Geral
17.01.2013

Médicos de quatro países criticam medidas econômicas adotadas pela troika

Documento avalia que adoção de contenção de despesas não tem "avaliações objetivas do impacto na saúde"

Pesquisadores renomados da área de saúde e as associações médicas de Portugal, Grécia, Irlanda e Espanha estão divulgando nos quatro países carta aberta aos chefes de governo e de Estado e às autoridades sanitárias da Europa criticando as medidas econômicas prescritas nos programas de ajustamento econômico da Comissão Europeia, o Banco Central Europeu e o Fundo Monetário Internacional (FMI) a chamada troika.
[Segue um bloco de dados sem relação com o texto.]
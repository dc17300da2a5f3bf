//! src/routes/lead_magnet.rs

use crate::configurations::LeadMagnetSettings;
use crate::dispatch::{EmailDispatcher, Envelope, LeadMagnetEmail};
use crate::domain::SubscriberSource;
use crate::routes::{register_subscriber, FormData, SubscribeError, SubscribeResponse};
use crate::templates::{LeadMagnetProps, DEFAULT_BUTTON_TEXT};
use actix_web::{web, HttpResponse};
use sqlx::PgPool;

#[derive(Debug, Clone, Copy, PartialEq, Eq, Default, serde::Deserialize)]
#[serde(rename_all = "lowercase")]
pub enum LeadMagnetKind {
    Ebook,
    Pdf,
    Video,
    Image,
    Audio,
    Checklist,
    Template,
    #[default]
    Other,
}

impl LeadMagnetKind {
    pub fn button_text(&self) -> &'static str {
        match self {
            LeadMagnetKind::Ebook => "Download Your eBook",
            _ => DEFAULT_BUTTON_TEXT,
        }
    }
}

impl LeadMagnetSettings {
    pub fn email_props(&self, recipient_name: Option<String>) -> LeadMagnetProps {
        LeadMagnetProps {
            recipient_name,
            title: self.content_title.clone(),
            description: None,
            download_url: self.download_url.clone(),
            cover_image_url: self.cover_image_url.clone(),
            button_text: Some(self.kind.button_text().to_string()),
            dark_mode: None,
        }
    }
}

#[derive(serde::Serialize)]
#[serde(rename_all = "camelCase")]
struct LeadMagnetResponse {
    #[serde(flatten)]
    subscription: SubscribeResponse,
    email_sent: bool,
}

/// Subscribe, then send the download whether or not the subscriber is new.
#[tracing::instrument(
    name = "Claiming the lead magnet",
    skip(form, pool, dispatcher, lead_magnet),
    fields(subscriber_email = %form.email)
)]
pub async fn claim_lead_magnet(
    form: web::Form<FormData>,
    pool: web::Data<PgPool>,
    dispatcher: web::Data<EmailDispatcher>,
    lead_magnet: web::Data<LeadMagnetSettings>,
) -> Result<HttpResponse, SubscribeError> {
    let new_subscriber = form
        .0
        .into_new_subscriber(SubscriberSource::LeadMagnet)
        .map_err(SubscribeError::ValidationError)?;
    let outcome = register_subscriber(&pool, &new_subscriber).await?;

    let recipient_name = new_subscriber
        .first_name
        .as_ref()
        .map(|name| name.as_ref().to_string());
    let email = LeadMagnetEmail {
        envelope: Envelope {
            subscriber_id: Some(outcome.record().id),
            ..Envelope::to(new_subscriber.email.as_ref())
        },
        props: lead_magnet.email_props(recipient_name),
    };
    // Existing subscribers get the download too.
    let email_sent = match dispatcher.send_lead_magnet_email(email).await {
        Ok(receipt) => {
            tracing::info!(message_id = %receipt.id, "Lead magnet email sent");
            true
        }
        Err(e) => {
            tracing::error!(error.cause_chain = ?e, "Failed to send lead magnet email");
            false
        }
    };

    Ok(HttpResponse::Ok().json(LeadMagnetResponse {
        subscription: SubscribeResponse::from(outcome),
        email_sent,
    }))
}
O documento avalia que o receituário da troika, de contenção de despesa e diminuição de investimento público, " têm importância crítica no campo da economia e dos sistemas de proteção social" mas não há " avaliações objetivas do impacto na saúde" ; conforme prescrevem acordos e declarações seguidas pelos países membros da União Europeia.
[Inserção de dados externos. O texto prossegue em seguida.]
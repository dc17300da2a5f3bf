//! src/bin/generate_templates.rs
//!
//! Writes the precompiled email templates used by the `precompiled` render
//! strategy into the configured `email.generated_dir`.

use newsletter::configurations::get_configuration;
use newsletter::telemetry::{get_subscriber, init_subscriber};
use newsletter::templates::{Branding, RenderStrategy, TemplateRenderer};

#[tokio::main]
async fn main() -> anyhow::Result<()> {
    let subscriber = get_subscriber("generate_templates".into(), "info".into(), std::io::stdout);
    init_subscriber(subscriber);

    let configuration = get_configuration().expect("Failed to read configuration");
    let output_dir = configuration.email.generated_dir.clone();
    let renderer = TemplateRenderer::new(
        RenderStrategy::Live,
        output_dir.clone(),
        Branding {
            app_name: configuration.application.name,
            base_url: configuration.application.base_url,
        },
        configuration.email.default_theme,
    )?;

    let written = renderer.generate_templates(output_dir).await?;
    tracing::info!(count = written.len(), "Email templates generated");
    Ok(())
}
Segundo os médicos dos quatro países, a crise econômica e as medidas recessivas " têm implicações bem conhecidas na saúde" , como diminuição de acessos a serviços de saúde apropriados, aumento de casos de depressão, maior suscetibilidade a doenças transmissíveis e agravamento de comportamentos de risco (tanto em termos de dependências químicas como em relação a atitudes de risco, em caso de doenças crônicas).

Dos quatro países, a Espanha é o único que não assinou acordo com a troika, mas segue o diagnóstico de cortar despesas públicas, inclusive na área de saúde. Em Portugal, relatório do FMI circula dentro do governo sugerindo o aumento do pagamento por serviços públicos de saúde e a extensão da cobrança a grupos da população até agora isentos, como as mulheres grávidas em cuidados do pré-natal e as crianças.